* **AIM OF THE TASK**
Beginning with the first line of the material, set down each line exactly as written, up to and including the line with "and returns their".

----- RECORDED INFORMATION -----

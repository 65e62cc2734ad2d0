use std::fmt::Debug;

use crate::error::Result;
use crate::rng::RandomNumberGenerator;

/// Trait for selection strategies of the optimizer.
///
/// A strategy picks individuals from a scored population and returns their
/// indices, so callers decide whether to clone or move the chosen solutions.
/// All strategies minimize: a lower cost is better.
///
/// # Examples
///
/// ```
/// use sourcing::selection::{ElitistSelection, SelectionStrategy};
/// use sourcing::error::Result;
///
/// fn main() -> Result<()> {
///     let costs = vec![9.5, 6.5, 11.0];
///
///     let selection = ElitistSelection::new();
///     let selected = selection.select(&costs, 2, None)?;
///
///     assert_eq!(selected, vec![1, 0]);
///
///     Ok(())
/// }
/// ```
pub trait SelectionStrategy: Debug + Send + Sync {
    /// Selects `num_to_select` individuals given the cost of each one.
    ///
    /// # Arguments
    ///
    /// * `costs` - The cost of every individual, indexed like the population.
    /// * `num_to_select` - The number of individuals to select.
    /// * `rng` - Random number generator for strategies that draw at random.
    ///   If a strategy requires randomness but `rng` is `None`, an error is returned.
    ///
    /// # Errors
    ///
    /// Returns an error if:
    /// - The population is empty
    /// - The selection requires randomness but `rng` is `None`
    fn select(
        &self,
        costs: &[f64],
        num_to_select: usize,
        rng: Option<&mut RandomNumberGenerator>,
    ) -> Result<Vec<usize>>;
}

-----

* **RESULT**
repository 65e62cc2734ad2d0
use std::fmt::Debug;

use crate::error::Result;
use crate::rng::RandomNumberGenerator;

/// Trait for selection strategies of the optimizer.
///
/// A strategy picks individuals from a scored population and returns their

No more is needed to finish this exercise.